From the results, it is clear the quiz4, midterm, and quiztotal are the best predictors of the final grades. 

Interpretation of results

The following regression models were chosen for their low p-values. 

Model p-values
Grade ~ midterm 4.26E-05
Grade ~ q4 1.17E-04
Grade ~ HWtotal 0.03586
Grade ~ HWtotal + quiztotal + midterm + final 2.20E-16

Quiztotal is replaced with q4 instead, although quiztotal with the lowest p-value has the highest predictive power. The logic is that, since quiztotal is an aggregate of 11 quizzes, regression against it is really a regression with 11 variables with 10 constraints (the relative coefficients are fixed). We see that the model Grade ~ HWtotal + quiztotal + midterm + final has the best predictive power. However, we only have access to the final grades at the very end of the semester so it is of little value at the beginning of the semester when predicting student success can only be based on a few weeks of data.

The p-values signify that the homework is the worst predictor of the final overall grade while the q4 is the best predictor. This is known to the instructor for some time from experience. The data confirms it statistically. Since the students can use external assistance for their homework assignments, the variable HWtotal has no impact on the final grades. Quiz 4 consists of solving linear equations. Students who are unable to learn the simple techniques of solving a linear equation, probably do not have the skills or aptitude to learn the more advanced topics in the class. This implies that the student failure rate can be accurately predicted by week 5.

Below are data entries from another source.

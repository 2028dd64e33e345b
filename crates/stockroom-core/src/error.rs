//! # Error Types
//!
//! Validation errors for stockroom-core.
//!
//! ## Error Hierarchy
//! ```text
//! ┌─────────────────────────────────────────────────────────────────────────┐
//! │                         Error Types                                     │
//! │                                                                         │
//! │  stockroom-core errors (this file)                                     │
//! │  └── ValidationError  - Form input rejected before any write           │
//! │                                                                         │
//! │  stockroom-db errors (separate crate)                                  │
//! │  └── DbError          - Storage failures (wraps ValidationError)       │
//! │                                                                         │
//! │  Console errors (in app)                                               │
//! │  └── ApiError         - What the operator sees                         │
//! │                                                                         │
//! │  Flow: ValidationError → DbError → ApiError → Operator                 │
//! └─────────────────────────────────────────────────────────────────────────┘
//! ```
//!
//! ## Design Principles
//! 1. Use `thiserror` for derive macros (not manual impl)
//! 2. Every variant names the offending form field
//! 3. Errors are enum variants, never String

use thiserror::Error;

/// Input validation errors.
///
/// Raised while turning raw form text into a validated record. When one of
/// these is returned no row has been written.
#[derive(Debug, Clone, PartialEq, Eq, Error)]
pub enum ValidationError {
    /// A required field is missing or empty.
    #[error("{field} is required")]
    Required { field: String },

    /// Field value is too long.
    #[error("{field} must be at most {max} characters")]
    TooLong { field: String, max: usize },

    /// Numeric value is out of range.
    #[error("{field} must be between {min} and {max}")]
    OutOfRange { field: String, min: String, max: String },

    /// Value must be positive.
    #[error("{field} must be positive")]
    MustBePositive { field: String },

    /// Value could not be parsed (e.g., "abc" for a price).
    #[error("{field} has invalid format: {reason}")]
    InvalidFormat { field: String, reason: String },

    /// Value is not in allowed set.
    #[error("{field} must be one of: {}", .allowed.join(", "))]
    NotAllowed { field: String, allowed: Vec<String> },
}

impl ValidationError {
    /// Returns the name of the form field that failed.
    ///
    /// The console uses this to re-prompt only that field and keep the
    /// rest of the entered data.
    pub fn field(&self) -> &str {
        match self {
            ValidationError::Required { field }
            | ValidationError::TooLong { field, .. }
            | ValidationError::OutOfRange { field, .. }
            | ValidationError::MustBePositive { field }
            | ValidationError::InvalidFormat { field, .. }
            | ValidationError::NotAllowed { field, .. } => field,
        }
    }

    pub(crate) fn required(field: &str) -> Self {
        ValidationError::Required {
            field: field.to_string(),
        }
    }

    pub(crate) fn invalid_format(field: &str, reason: impl Into<String>) -> Self {
        ValidationError::InvalidFormat {
            field: field.to_string(),
            reason: reason.into(),
        }
    }
}

#[cfg(test)]
mod tests {
    use super::*;

    #[test]
    fn test_validation_error_messages() {
        let err = ValidationError::Required {
            field: "supplier_name".to_string(),
        };
        assert_eq!(err.to_string(), "supplier_name is required");

        let err = ValidationError::MustBePositive {
            field: "quantity".to_string(),
        };
        assert_eq!(err.to_string(), "quantity must be positive");

        let err = ValidationError::NotAllowed {
            field: "unit".to_string(),
            allowed: vec!["pcs".to_string(), "kg".to_string()],
        };
        assert_eq!(err.to_string(), "unit must be one of: pcs, kg");
    }

    #[test]
    fn test_field_accessor() {
        let err = ValidationError::invalid_format("unit_cost", "not a number");
        assert_eq!(err.field(), "unit_cost");
        assert_eq!(ValidationError::required("sku").field(), "sku");
    }
}
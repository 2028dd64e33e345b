//! # stockroom-core: Pure Domain Logic for Stockroom
//!
//! Record types, money arithmetic and form validation for the shop
//! inventory tracker. Everything here is a pure function of its input.
//!
//! ## Architecture Position
//! ```text
//! ┌─────────────────────────────────────────────────────────────────────────┐
//! │                        Stockroom Architecture                           │
//! │                                                                         │
//! │  ┌─────────────────────────────────────────────────────────────────┐   │
//! │  │                    Console (apps/console)                       │   │
//! │  │    Login ──► Receiving form ──► Sales form ──► Product master   │   │
//! │  └─────────────────────────────┬───────────────────────────────────┘   │
//! │                                │                                        │
//! │  ┌─────────────────────────────▼───────────────────────────────────┐   │
//! │  │             ★ stockroom-core (THIS CRATE) ★                     │   │
//! │  │                                                                 │   │
//! │  │   ┌───────────┐  ┌───────────┐  ┌───────────┐  ┌───────────┐  │   │
//! │  │   │   types   │  │   money   │  │   forms   │  │ validation│  │   │
//! │  │   │  records  │  │   Money   │  │  raw text │  │  parsers  │  │   │
//! │  │   │   units   │  │  TaxRate  │  │  → New*   │  │  checks   │  │   │
//! │  │   └───────────┘  └───────────┘  └───────────┘  └───────────┘  │   │
//! │  │                                                                 │   │
//! │  │   NO I/O • NO DATABASE • PURE FUNCTIONS                         │   │
//! │  └─────────────────────────────────────────────────────────────────┘   │
//! │                                │                                        │
//! │  ┌─────────────────────────────▼───────────────────────────────────┐   │
//! │  │                 stockroom-db (Database Layer)                   │   │
//! │  │          Schema, credential store, record repositories          │   │
//! │  └─────────────────────────────────────────────────────────────────┘   │
//! └─────────────────────────────────────────────────────────────────────────┘
//! ```
//!
//! ## Modules
//!
//! - [`types`] - Record types (GoodsReceipt, SaleRecord, ProductMasterEntry)
//! - [`money`] - Money and TaxRate with integer arithmetic
//! - [`forms`] - Raw form input and its validated counterpart
//! - [`validation`] - Field parsers and rules
//! - [`error`] - ValidationError
//!
//! ## Example Usage
//!
//! ```rust
//! use stockroom_core::forms::GoodsReceiptForm;
//!
//! let form = GoodsReceiptForm {
//!     supplier_name: "Acme".to_string(),
//!     product_name: "Widget".to_string(),
//!     quantity: "10".to_string(),
//!     unit: "pcs".to_string(),
//!     unit_cost: "2.50".to_string(),
//!     tax_percent: String::new(),
//! };
//!
//! let receipt = form.validate().unwrap();
//! assert_eq!(receipt.total().cents(), 2500);
//! ```

pub mod error;
pub mod forms;
pub mod money;
pub mod types;
pub mod validation;

pub use error::ValidationError;
pub use money::{Money, TaxRate};
pub use types::*;

/// Largest quantity accepted on a receiving or sales form.
///
/// Upper bound of the quantity selector on the receiving and sales forms.
pub const MAX_QUANTITY: i64 = 1_000_000;

/// Largest unit price or cost accepted, in cents ($1,000,000.00).
pub const MAX_AMOUNT_CENTS: i64 = 100_000_000;

/// Longest free-text field accepted (names, codes, descriptions).
pub const MAX_TEXT_LEN: usize = 200;
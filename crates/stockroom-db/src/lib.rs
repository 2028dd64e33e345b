//! # stockroom-db: Database Layer for Stockroom
//!
//! This crate provides database access for the Stockroom inventory app.
//! It uses a single SQLite file for local storage with sqlx for async
//! operations.
//!
//! ## Architecture Position
//! ```text
//! ┌─────────────────────────────────────────────────────────────────────────┐
//! │                        Stockroom Data Flow                              │
//! │                                                                         │
//! │  Console command (record_sale)                                         │
//! │       │                                                                 │
//! │       ▼                                                                 │
//! │  ┌─────────────────────────────────────────────────────────────────┐   │
//! │  │                   stockroom-db (THIS CRATE)                     │   │
//! │  │                                                                 │   │
//! │  │   ┌───────────────┐    ┌─────────────────┐   ┌──────────────┐  │   │
//! │  │   │   Database    │    │  Repositories   │   │    Schema    │  │   │
//! │  │   │   (pool.rs)   │    │                 │   │ (schema.rs)  │  │   │
//! │  │   │               │    │ OperatorRepo    │   │              │  │   │
//! │  │   │ SqlitePool    │◄───│ GoodsReceiving  │   │ CREATE TABLE │  │   │
//! │  │   │ Open / Close  │    │ Sales           │   │ seed users   │  │   │
//! │  │   │               │    │ ProductMaster   │   │              │  │   │
//! │  │   └───────────────┘    └─────────────────┘   └──────────────┘  │   │
//! │  │                                                                 │   │
//! │  └─────────────────────────────────────────────────────────────────┘   │
//! │       │                                                                 │
//! │       ▼                                                                 │
//! │  ┌─────────────────────────────────────────────────────────────────┐   │
//! │  │                     SQLite Database                             │   │
//! │  │                     ./inventory.db                              │   │
//! │  └─────────────────────────────────────────────────────────────────┘   │
//! └─────────────────────────────────────────────────────────────────────────┘
//! ```
//!
//! ## Module Organization
//!
//! - [`pool`] - Opening the database and handing out repositories
//! - [`schema`] - Table creation and operator seeding
//! - [`error`] - Database error types
//! - [`repository`] - One repository per table
//!
//! ## Usage
//!
//! ```rust,ignore
//! use stockroom_db::{CredentialStore, Database, DbConfig};
//!
//! // Open (and if needed create) the database
//! let db = Database::open(DbConfig::new("inventory.db")).await?;
//!
//! // Check a login
//! let ok = db.operators().authenticate("operator1", "password123").await?;
//!
//! // Use repositories
//! let id = db.sales().insert(&form).await?;
//! ```

// =============================================================================
// Module Declarations
// =============================================================================

pub mod error;
pub mod pool;
pub mod repository;
pub mod schema;

// =============================================================================
// Re-exports
// =============================================================================

pub use error::{DbError, DbResult};
pub use pool::{Database, DbConfig};

// Repository re-exports for convenience
pub use repository::goods_receiving::GoodsReceivingRepository;
pub use repository::operator::{CredentialStore, OperatorRepository};
pub use repository::product_master::ProductMasterRepository;
pub use repository::sales::SalesRepository;
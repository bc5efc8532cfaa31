//! Base64 codec for text travelling to and from the engine.
use base64::{engine::general_purpose::STANDARD, Engine as _};

pub fn encode(text: &str) -> String {
    STANDARD.encode(text.as_bytes())
}

/// Decodes an engine-provided field.
///
/// Whitespace (the engine wraps long payloads) is ignored. Malformed input is
/// returned as-is instead of failing; absent or empty input decodes to "".
pub fn decode_lenient(encoded: Option<&str>) -> String {
    let raw = match encoded {
        Some(s) if !s.trim().is_empty() => s,
        _ => return String::new(),
    };
    let compact: String = raw.chars().filter(|c| !c.is_whitespace()).collect();
    match STANDARD.decode(compact.as_bytes()) {
        Ok(bytes) => String::from_utf8_lossy(&bytes).into_owned(),
        Err(_) => raw.to_string(),
    }
}

#[cfg(test)]
mod tests {
    use super::*;

    #[test]
    fn decodes_wrapped_payload() {
        let enc = encode("Hello, World!\n");
        let wrapped = format!("  {}\n{}\n", &enc[..8], &enc[8..]);
        assert_eq!(decode_lenient(Some(&wrapped)), "Hello, World!\n");
    }

    #[test]
    fn falls_back_to_raw_text() {
        assert_eq!(decode_lenient(Some("not base64!")), "not base64!");
        assert_eq!(decode_lenient(None), "");
        assert_eq!(decode_lenient(Some("   ")), "");
    }
}
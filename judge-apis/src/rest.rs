use crate::{judge_log::TestCaseResult, Verdict};
use chrono::{DateTime, Utc};
use serde::{Deserialize, Serialize};
use uuid::Uuid;

/// Submit request
#[derive(Serialize, Deserialize, Debug, Clone)]
pub struct SubmitRequest {
    pub user_id: u64,
    pub problem_id: u64,
    /// Language name, matched case-insensitively
    pub language: String,
    pub source_code: String,
}

/// Query of `POST /submissions`
#[derive(Serialize, Deserialize, Debug, Clone, Copy)]
pub struct SubmitQuery {
    /// When false, the placeholder is returned at once and judging continues
    /// in the background.
    #[serde(default = "default_wait")]
    pub wait: bool,
}

fn default_wait() -> bool {
    true
}

impl Default for SubmitQuery {
    fn default() -> Self {
        SubmitQuery { wait: true }
    }
}

#[derive(Serialize, Deserialize, Debug, Clone)]
pub struct SampleRunRequest {
    pub language: String,
    pub source_code: String,
}

/// Information about a submission
#[derive(Serialize, Deserialize, Debug, Clone, PartialEq)]
pub struct SubmissionView {
    pub id: Uuid,
    pub user_id: u64,
    pub problem_id: u64,
    pub language: String,
    pub verdict: Verdict,
    pub verdict_name: String,
    pub execution_time_ms: Option<u64>,
    pub memory_kb: Option<u64>,
    pub created_at: DateTime<Utc>,
    pub total_test_cases: u32,
    pub passed_test_cases: u32,
}

#[derive(Serialize, Deserialize, Debug, Clone)]
pub struct SampleRunView {
    pub problem_id: u64,
    pub results: Vec<TestCaseResult>,
}

#[derive(Serialize, Deserialize, Debug, Clone)]
pub struct LanguageView {
    pub name: String,
    pub id: u32,
    pub description: String,
}

#[derive(Serialize, Deserialize, Debug, Clone, Copy)]
pub struct EngineStatusView {
    pub available: bool,
}

#[derive(Serialize, Deserialize, Debug, Clone, Copy)]
pub struct PageQuery {
    #[serde(default)]
    pub page: usize,
    #[serde(default = "default_page_size")]
    pub size: usize,
}

fn default_page_size() -> usize {
    20
}

#[derive(Serialize, Deserialize, Debug, Clone)]
pub struct ErrorBody {
    pub error: String,
}
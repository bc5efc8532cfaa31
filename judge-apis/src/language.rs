use serde::Serialize;

/// Programming language known to the execution engine.
#[derive(Serialize, Debug, Clone, Copy, PartialEq, Eq)]
pub struct Language {
    pub name: &'static str,
    /// Engine-side language identifier
    pub id: u32,
    pub description: &'static str,
}

const fn lang(name: &'static str, id: u32, description: &'static str) -> Language {
    Language {
        name,
        id,
        description,
    }
}

pub const LANGUAGES: &[Language] = &[
    lang("c", 50, "C (GCC 9.2.0)"),
    lang("cpp", 54, "C++ (GCC 9.2.0)"),
    lang("cpp17", 76, "C++17 (Clang 7.0.1)"),
    lang("java", 62, "Java (OpenJDK 13.0.1)"),
    lang("python", 71, "Python (3.8.1)"),
    lang("python2", 70, "Python (2.7.17)"),
    lang("javascript", 63, "JavaScript (Node.js 12.14.0)"),
    lang("go", 60, "Go (1.13.5)"),
    lang("rust", 73, "Rust (1.40.0)"),
    lang("kotlin", 78, "Kotlin (1.3.70)"),
    lang("swift", 83, "Swift (5.2.3)"),
    lang("ruby", 72, "Ruby (2.7.0)"),
    lang("csharp", 51, "C# (Mono 6.6.0.161)"),
    lang("typescript", 74, "TypeScript (3.7.4)"),
];

/// Case-insensitive lookup by name.
pub fn find(name: &str) -> Option<&'static Language> {
    LANGUAGES.iter().find(|l| l.name.eq_ignore_ascii_case(name))
}

pub fn language_id(name: &str) -> Option<u32> {
    find(name).map(|l| l.id)
}

pub fn is_supported(name: &str) -> bool {
    find(name).is_some()
}

#[cfg(test)]
mod tests {
    use super::*;

    #[test]
    fn lookup_ignores_case() {
        assert_eq!(language_id("python"), Some(71));
        assert_eq!(language_id("PYTHON"), Some(71));
        assert_eq!(language_id("Cpp17"), Some(76));
        assert_eq!(language_id("brainfuck"), None);
        assert!(!is_supported(""));
    }

    #[test]
    fn names_are_unique() {
        for (i, a) in LANGUAGES.iter().enumerate() {
            for b in &LANGUAGES[i + 1..] {
                assert_ne!(a.name, b.name);
                assert_ne!(a.id, b.id);
            }
        }
    }
}
mod rest;

use anyhow::Context;
use clap::Parser;
use judge_store::{FsStorage, MemoryStore};
use processor::{fake::FakeEngine, DispatchSettings, ExecutionEngine, Orchestrator};
use std::{path::PathBuf, sync::Arc, time::Duration};

/// Online judge server
#[derive(Parser)]
#[command(version)]
struct Args {
    /// Port that judge should listen
    #[arg(long, env = "JUDGE_PORT", default_value_t = 1789)]
    port: u16,
    /// Base URL of the execution engine
    #[arg(long, env = "JUDGE_ENGINE_URL", default_value = "http://localhost:2358")]
    engine_url: String,
    /// Value of the X-Auth-Token header sent to the engine
    #[arg(long, env = "JUDGE_ENGINE_AUTH_TOKEN", default_value = "")]
    engine_auth_token: String,
    /// Value of the X-Auth-User header sent to the engine
    #[arg(long, env = "JUDGE_ENGINE_AUTH_USER", default_value = "")]
    engine_auth_user: String,
    /// CPU time limit per test case, in seconds
    #[arg(long, env = "JUDGE_CPU_TIME_LIMIT", default_value_t = 5.0)]
    cpu_time_limit: f64,
    /// Memory limit per test case, in kilobytes
    #[arg(long, env = "JUDGE_MEMORY_LIMIT", default_value_t = 262_144)]
    memory_limit: u64,
    /// Output file size limit, in kilobytes
    #[arg(long, env = "JUDGE_MAX_FILE_SIZE", default_value_t = 1024)]
    max_file_size: u64,
    /// Status checks per test case before giving up
    #[arg(long, env = "JUDGE_MAX_RETRIES", default_value_t = 10)]
    max_retries: u32,
    /// Delay between status checks, in milliseconds
    #[arg(long, env = "JUDGE_RETRY_DELAY_MS", default_value_t = 1000)]
    retry_delay_ms: u64,
    /// Timeout of a single request to the engine, in milliseconds
    #[arg(long, env = "JUDGE_REQUEST_TIMEOUT_MS", default_value_t = 10_000)]
    request_timeout_ms: u64,
    /// Test cases of one submission executed at the same time
    #[arg(long, env = "JUDGE_MAX_CONCURRENT_EXECUTIONS", default_value_t = 5)]
    max_concurrent_executions: usize,
    /// How long to wait for all test cases of a submission, in seconds.
    /// Includes time queued behind other test cases of the same submission:
    /// with slow engine runs, raise it for problems with many test cases.
    #[arg(long, env = "JUDGE_GRACE_PERIOD_SECS", default_value_t = 30)]
    grace_period_secs: u64,
    /// Directory containing users.yaml, problem manifests and test data buckets
    #[arg(long, env = "JUDGE_DATA_DIR")]
    data_dir: PathBuf,
    /// Bucket holding test case inputs and outputs
    #[arg(long, env = "JUDGE_TESTCASE_BUCKET", default_value = "testcases")]
    testcase_bucket: String,
    /// Judge with a built-in engine that echoes its input instead of
    /// contacting the execution engine
    #[arg(long, env = "JUDGE_FAKE_ENGINE")]
    fake_engine: bool,
}

fn create_engine(args: &Args) -> anyhow::Result<Arc<dyn ExecutionEngine>> {
    if args.fake_engine {
        tracing::warn!("using fake execution engine");
        return Ok(Arc::new(FakeEngine::new()));
    }
    let config = engine_client::EngineConfig {
        auth_token: args.engine_auth_token.clone(),
        auth_user: args.engine_auth_user.clone(),
        cpu_time_limit: args.cpu_time_limit,
        memory_limit: args.memory_limit,
        max_file_size: args.max_file_size,
        max_retries: args.max_retries,
        retry_delay_ms: args.retry_delay_ms,
        request_timeout_ms: args.request_timeout_ms,
        ..engine_client::EngineConfig::default()
    }
    .with_url(&args.engine_url);
    let client = engine_client::Client::new(config).context("failed to create engine client")?;
    Ok(Arc::new(client))
}

async fn create_clients(args: &Args) -> anyhow::Result<processor::Clients> {
    let store = Arc::new(MemoryStore::new());
    judge_store::load_catalog(&args.data_dir, &store)
        .await
        .with_context(|| format!("failed to load catalog from {}", args.data_dir.display()))?;
    let storage = Arc::new(FsStorage::new(&args.data_dir));
    let engine = create_engine(args)?;
    Ok(processor::Clients::with_store(engine, store, storage))
}

#[tokio::main]
async fn main() -> anyhow::Result<()> {
    tracing_subscriber::fmt()
        .with_env_filter(
            tracing_subscriber::EnvFilter::try_from_default_env()
                .unwrap_or_else(|_| tracing_subscriber::EnvFilter::new("info")),
        )
        .init();
    let args = Args::parse();
    let clients = create_clients(&args)
        .await
        .context("failed to initialize dependency clients")?;
    let settings = processor::Settings {
        dispatch: DispatchSettings {
            max_concurrent_executions: args.max_concurrent_executions,
            grace_period: Duration::from_secs(args.grace_period_secs),
            testcase_bucket: args.testcase_bucket.clone(),
        },
    };
    let worst_case = Duration::from_millis(
        args.retry_delay_ms
            .saturating_mul(u64::from(args.max_retries.saturating_sub(1)))
            .saturating_add(args.request_timeout_ms.saturating_mul(2)),
    );
    tracing::info!(
        capacity = settings.dispatch.test_cases_within_grace(worst_case),
        per_test_case = ?worst_case,
        "test cases guaranteed to finish within the grace period"
    );
    let orchestrator = Orchestrator::new(clients, settings);
    if !orchestrator.engine_available().await {
        tracing::warn!("execution engine is not reachable yet, submissions will fail until it is");
    }
    tracing::info!("Running REST API");
    let cfg = rest::RestConfig { port: args.port };
    rest::serve(cfg, orchestrator).await?;
    Ok(())
}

Let us put that theory to test using a test-train stress test to the model. Since the dataset size is so small it is necessary to use bootstrap methods. However, for simplicity, we are going, to begin with, a simple test-train split of the data. In a test-train split, the data is randomly sorted into a training set and a test set according to a predetermined ratio called the test-train split ratio. The models are then trained on the training set and then tested on the test set to see which model provides the best fit. We will be fitting linear models only at the beginning, so bias-variance tradeoff does not factor in yet. Later, however, we will generalize to higher dimensional models and explore the bias-variance tradeoff.

Linear regression using test-train split

We randomly select 80% of the data into a training sample and the remaining 20% is reserved as test data. We train our models on the training samples (which were randomly selected) using the model Grade ~ Quiz4grades which is a linear regression model. 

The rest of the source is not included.